### Work to complete
Take each line of the material that includes "crate" and copy it.
---
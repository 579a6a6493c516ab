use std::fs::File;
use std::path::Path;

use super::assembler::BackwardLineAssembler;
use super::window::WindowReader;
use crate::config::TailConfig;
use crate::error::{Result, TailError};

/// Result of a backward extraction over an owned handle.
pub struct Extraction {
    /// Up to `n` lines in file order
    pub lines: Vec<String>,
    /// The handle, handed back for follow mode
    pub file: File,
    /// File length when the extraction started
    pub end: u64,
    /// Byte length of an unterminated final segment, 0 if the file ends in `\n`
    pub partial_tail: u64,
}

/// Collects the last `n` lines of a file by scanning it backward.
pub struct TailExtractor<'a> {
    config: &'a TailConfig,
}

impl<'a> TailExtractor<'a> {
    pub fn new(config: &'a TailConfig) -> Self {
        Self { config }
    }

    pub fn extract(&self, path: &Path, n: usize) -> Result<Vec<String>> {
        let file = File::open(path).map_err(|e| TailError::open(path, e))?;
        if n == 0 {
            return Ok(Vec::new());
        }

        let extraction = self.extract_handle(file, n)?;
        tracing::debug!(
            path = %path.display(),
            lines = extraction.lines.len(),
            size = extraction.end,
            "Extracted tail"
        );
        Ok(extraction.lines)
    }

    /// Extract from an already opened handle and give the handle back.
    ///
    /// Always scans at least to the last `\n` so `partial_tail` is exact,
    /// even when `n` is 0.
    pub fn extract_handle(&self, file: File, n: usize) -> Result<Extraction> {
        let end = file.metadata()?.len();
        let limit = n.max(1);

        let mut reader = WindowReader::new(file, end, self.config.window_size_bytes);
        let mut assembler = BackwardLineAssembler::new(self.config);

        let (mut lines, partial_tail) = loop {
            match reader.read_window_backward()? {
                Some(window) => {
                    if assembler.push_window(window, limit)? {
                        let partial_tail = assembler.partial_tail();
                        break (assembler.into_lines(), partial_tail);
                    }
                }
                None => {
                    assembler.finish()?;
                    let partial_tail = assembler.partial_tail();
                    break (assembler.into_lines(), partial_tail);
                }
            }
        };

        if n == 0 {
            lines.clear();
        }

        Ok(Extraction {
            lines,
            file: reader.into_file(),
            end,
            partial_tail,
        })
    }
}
---
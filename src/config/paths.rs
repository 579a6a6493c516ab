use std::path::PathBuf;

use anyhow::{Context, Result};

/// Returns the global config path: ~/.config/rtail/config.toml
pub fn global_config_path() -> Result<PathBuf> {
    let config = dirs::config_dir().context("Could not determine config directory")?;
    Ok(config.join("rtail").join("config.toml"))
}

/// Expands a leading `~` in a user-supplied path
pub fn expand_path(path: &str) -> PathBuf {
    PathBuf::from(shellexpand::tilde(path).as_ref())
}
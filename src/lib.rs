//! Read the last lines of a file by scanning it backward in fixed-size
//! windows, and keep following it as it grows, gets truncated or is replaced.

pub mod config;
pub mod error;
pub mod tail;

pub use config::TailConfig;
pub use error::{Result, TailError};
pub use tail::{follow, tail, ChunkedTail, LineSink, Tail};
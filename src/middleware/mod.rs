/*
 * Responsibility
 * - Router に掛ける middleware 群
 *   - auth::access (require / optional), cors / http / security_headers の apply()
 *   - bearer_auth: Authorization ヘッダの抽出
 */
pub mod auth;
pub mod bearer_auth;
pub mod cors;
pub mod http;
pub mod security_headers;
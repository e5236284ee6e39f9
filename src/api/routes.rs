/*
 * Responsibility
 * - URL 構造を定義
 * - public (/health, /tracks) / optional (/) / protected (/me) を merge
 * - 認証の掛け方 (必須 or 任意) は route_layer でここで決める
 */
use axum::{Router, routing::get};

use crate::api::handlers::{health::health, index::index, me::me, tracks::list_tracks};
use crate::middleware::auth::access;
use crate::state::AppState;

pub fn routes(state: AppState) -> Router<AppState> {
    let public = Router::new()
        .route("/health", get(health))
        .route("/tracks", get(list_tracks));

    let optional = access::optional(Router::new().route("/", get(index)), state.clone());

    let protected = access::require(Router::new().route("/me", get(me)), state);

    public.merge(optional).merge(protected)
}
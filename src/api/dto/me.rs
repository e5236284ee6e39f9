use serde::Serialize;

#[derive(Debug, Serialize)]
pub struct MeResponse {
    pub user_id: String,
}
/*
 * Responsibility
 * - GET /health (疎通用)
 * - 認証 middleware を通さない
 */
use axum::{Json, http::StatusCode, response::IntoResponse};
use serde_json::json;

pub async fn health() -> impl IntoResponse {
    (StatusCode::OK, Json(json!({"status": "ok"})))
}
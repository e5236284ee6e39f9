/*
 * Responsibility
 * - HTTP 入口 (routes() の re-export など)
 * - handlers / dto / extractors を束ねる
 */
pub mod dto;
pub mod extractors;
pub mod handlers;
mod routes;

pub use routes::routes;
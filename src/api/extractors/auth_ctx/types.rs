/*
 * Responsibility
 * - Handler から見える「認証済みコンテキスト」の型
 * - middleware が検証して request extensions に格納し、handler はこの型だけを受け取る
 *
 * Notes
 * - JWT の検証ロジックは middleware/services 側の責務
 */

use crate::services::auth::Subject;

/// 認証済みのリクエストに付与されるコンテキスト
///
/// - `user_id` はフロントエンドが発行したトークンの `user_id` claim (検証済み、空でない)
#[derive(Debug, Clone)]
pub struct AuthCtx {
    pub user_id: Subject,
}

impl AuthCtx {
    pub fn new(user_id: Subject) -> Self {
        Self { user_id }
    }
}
---
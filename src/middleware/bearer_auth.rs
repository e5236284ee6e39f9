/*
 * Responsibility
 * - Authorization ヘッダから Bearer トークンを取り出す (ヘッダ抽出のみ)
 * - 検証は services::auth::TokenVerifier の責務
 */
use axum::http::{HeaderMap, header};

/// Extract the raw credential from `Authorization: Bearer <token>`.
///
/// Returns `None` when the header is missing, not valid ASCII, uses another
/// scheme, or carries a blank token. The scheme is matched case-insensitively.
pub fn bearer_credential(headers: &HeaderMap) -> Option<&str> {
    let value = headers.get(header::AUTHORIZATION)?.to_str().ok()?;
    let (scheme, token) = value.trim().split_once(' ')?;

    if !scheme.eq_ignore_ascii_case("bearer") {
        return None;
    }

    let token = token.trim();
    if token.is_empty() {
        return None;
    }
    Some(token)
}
---
### Output for this task
use crate::config::TailConfig;
use crate::error::{Result, TailError};
use crate::api::handlers::{health::health, index::index, me::me, tracks::list_tracks};
use crate::middleware::auth::access;
use crate::state::AppState;
use crate::services::auth::Subject;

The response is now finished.